### EXERCISE GOAL
If a line includes the word "model", it belongs in the count; state the total for the data below and add nothing.

[ENTRIES SUPPLIED]

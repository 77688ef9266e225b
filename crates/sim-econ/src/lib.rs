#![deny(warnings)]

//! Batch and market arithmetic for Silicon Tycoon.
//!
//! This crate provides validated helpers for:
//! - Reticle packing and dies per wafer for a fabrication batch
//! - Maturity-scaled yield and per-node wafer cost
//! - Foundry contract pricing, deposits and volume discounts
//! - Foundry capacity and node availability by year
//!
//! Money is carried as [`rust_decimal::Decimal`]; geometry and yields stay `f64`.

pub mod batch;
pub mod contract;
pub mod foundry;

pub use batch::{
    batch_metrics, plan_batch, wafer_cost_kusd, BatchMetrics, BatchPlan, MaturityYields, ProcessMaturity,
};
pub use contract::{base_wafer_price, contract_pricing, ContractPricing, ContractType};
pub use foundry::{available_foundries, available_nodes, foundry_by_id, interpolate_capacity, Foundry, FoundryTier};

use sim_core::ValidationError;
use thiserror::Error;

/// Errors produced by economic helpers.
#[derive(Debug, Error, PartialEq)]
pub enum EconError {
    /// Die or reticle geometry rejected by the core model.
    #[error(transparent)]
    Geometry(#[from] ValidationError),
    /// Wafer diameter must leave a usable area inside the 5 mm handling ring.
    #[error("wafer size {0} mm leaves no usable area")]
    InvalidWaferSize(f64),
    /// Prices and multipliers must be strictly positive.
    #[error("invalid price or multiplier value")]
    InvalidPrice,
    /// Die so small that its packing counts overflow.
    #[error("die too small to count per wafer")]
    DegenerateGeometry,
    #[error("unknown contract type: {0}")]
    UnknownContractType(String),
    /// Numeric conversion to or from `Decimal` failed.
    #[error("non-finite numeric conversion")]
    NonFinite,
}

[/ENTRIES SUPPLIED]
[ENTRIES SUPPLIED]

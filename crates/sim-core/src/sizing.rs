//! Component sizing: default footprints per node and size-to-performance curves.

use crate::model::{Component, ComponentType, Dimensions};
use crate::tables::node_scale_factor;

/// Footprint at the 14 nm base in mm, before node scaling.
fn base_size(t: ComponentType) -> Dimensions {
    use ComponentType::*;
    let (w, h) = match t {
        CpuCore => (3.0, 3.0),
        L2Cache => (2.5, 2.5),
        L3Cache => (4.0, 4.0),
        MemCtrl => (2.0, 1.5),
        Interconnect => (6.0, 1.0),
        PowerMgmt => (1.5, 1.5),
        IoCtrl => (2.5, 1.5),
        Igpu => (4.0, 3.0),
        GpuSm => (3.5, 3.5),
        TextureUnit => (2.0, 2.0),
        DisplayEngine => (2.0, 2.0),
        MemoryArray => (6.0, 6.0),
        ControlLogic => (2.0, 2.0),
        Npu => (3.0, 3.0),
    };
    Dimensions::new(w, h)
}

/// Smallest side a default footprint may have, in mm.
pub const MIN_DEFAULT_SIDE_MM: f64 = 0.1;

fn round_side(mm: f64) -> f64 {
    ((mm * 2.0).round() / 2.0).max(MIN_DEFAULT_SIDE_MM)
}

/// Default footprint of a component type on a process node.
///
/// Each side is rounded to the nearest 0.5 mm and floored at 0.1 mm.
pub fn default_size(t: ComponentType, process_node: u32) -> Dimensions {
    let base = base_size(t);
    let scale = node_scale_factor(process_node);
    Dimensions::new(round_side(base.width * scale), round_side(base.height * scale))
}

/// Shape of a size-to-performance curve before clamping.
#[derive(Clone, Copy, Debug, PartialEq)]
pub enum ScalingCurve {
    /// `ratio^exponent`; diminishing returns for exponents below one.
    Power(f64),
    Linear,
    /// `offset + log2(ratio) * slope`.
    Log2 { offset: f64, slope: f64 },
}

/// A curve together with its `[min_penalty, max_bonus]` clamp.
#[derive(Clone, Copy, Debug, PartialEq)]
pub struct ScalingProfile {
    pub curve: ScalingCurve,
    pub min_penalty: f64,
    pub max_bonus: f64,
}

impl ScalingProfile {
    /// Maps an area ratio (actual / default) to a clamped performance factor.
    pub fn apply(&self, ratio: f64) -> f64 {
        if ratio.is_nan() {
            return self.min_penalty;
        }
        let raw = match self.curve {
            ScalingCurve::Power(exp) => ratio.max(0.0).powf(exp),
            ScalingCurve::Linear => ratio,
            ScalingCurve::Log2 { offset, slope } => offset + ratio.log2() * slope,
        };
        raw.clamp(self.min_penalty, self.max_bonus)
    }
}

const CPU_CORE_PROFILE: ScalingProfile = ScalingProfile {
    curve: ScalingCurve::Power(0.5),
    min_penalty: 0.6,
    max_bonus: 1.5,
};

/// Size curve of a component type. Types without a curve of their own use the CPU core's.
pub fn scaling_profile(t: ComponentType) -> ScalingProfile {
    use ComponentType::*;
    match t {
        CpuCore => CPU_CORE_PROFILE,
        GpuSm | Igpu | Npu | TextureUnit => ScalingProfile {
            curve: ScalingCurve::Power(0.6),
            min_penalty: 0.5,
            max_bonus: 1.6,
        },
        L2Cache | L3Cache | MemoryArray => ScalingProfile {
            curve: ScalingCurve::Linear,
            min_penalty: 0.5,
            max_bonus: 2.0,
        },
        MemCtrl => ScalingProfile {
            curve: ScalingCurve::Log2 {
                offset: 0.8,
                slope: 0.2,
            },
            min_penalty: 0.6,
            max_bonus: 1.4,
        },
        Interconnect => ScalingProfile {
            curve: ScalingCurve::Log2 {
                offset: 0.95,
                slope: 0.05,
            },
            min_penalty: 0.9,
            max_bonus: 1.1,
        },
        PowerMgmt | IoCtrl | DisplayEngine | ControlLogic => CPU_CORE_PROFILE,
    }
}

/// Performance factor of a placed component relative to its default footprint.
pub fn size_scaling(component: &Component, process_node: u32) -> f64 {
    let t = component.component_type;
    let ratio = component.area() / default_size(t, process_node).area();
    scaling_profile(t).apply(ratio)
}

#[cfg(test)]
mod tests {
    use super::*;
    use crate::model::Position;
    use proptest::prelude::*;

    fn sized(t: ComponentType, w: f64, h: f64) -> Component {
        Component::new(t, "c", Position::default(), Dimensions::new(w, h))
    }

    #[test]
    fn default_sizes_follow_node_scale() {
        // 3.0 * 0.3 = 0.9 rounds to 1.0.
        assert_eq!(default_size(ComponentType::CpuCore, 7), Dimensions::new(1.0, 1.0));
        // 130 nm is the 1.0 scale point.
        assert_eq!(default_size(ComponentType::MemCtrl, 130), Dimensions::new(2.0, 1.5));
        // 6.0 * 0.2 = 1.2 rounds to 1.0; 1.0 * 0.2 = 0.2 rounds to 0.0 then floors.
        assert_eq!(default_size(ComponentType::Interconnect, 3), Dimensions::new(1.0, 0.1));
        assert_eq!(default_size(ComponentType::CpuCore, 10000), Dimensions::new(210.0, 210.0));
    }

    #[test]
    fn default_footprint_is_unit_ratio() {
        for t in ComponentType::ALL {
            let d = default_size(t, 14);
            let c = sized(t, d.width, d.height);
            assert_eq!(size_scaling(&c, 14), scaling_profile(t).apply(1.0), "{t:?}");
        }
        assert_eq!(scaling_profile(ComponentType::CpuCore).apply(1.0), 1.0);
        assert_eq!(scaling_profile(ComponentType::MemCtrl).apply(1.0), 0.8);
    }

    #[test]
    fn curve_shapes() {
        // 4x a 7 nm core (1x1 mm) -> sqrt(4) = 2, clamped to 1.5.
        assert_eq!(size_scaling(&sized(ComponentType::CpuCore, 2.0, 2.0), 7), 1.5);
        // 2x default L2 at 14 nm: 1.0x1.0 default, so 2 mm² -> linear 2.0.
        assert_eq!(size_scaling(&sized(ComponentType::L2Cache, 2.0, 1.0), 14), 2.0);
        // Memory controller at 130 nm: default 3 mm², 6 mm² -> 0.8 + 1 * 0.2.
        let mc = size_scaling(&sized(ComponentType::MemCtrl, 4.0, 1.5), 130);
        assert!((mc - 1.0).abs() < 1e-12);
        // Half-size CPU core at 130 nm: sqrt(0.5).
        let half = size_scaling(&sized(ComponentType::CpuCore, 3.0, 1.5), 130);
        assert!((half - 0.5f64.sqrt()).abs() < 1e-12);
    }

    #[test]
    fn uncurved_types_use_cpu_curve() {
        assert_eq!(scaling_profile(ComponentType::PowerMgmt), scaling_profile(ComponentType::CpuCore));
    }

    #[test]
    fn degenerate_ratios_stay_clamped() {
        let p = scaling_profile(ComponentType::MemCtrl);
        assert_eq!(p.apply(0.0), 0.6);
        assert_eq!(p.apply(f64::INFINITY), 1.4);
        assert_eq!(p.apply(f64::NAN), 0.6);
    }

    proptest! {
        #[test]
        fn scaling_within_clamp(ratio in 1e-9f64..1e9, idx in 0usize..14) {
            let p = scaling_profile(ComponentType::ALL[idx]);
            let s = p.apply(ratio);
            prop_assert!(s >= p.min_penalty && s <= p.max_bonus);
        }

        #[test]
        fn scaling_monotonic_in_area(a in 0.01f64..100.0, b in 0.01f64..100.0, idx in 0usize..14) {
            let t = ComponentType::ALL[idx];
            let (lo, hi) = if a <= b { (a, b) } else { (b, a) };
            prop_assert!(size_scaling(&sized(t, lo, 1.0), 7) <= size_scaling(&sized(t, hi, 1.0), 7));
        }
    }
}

[/ENTRIES SUPPLIED]

### PROBLEM SOLUTION
3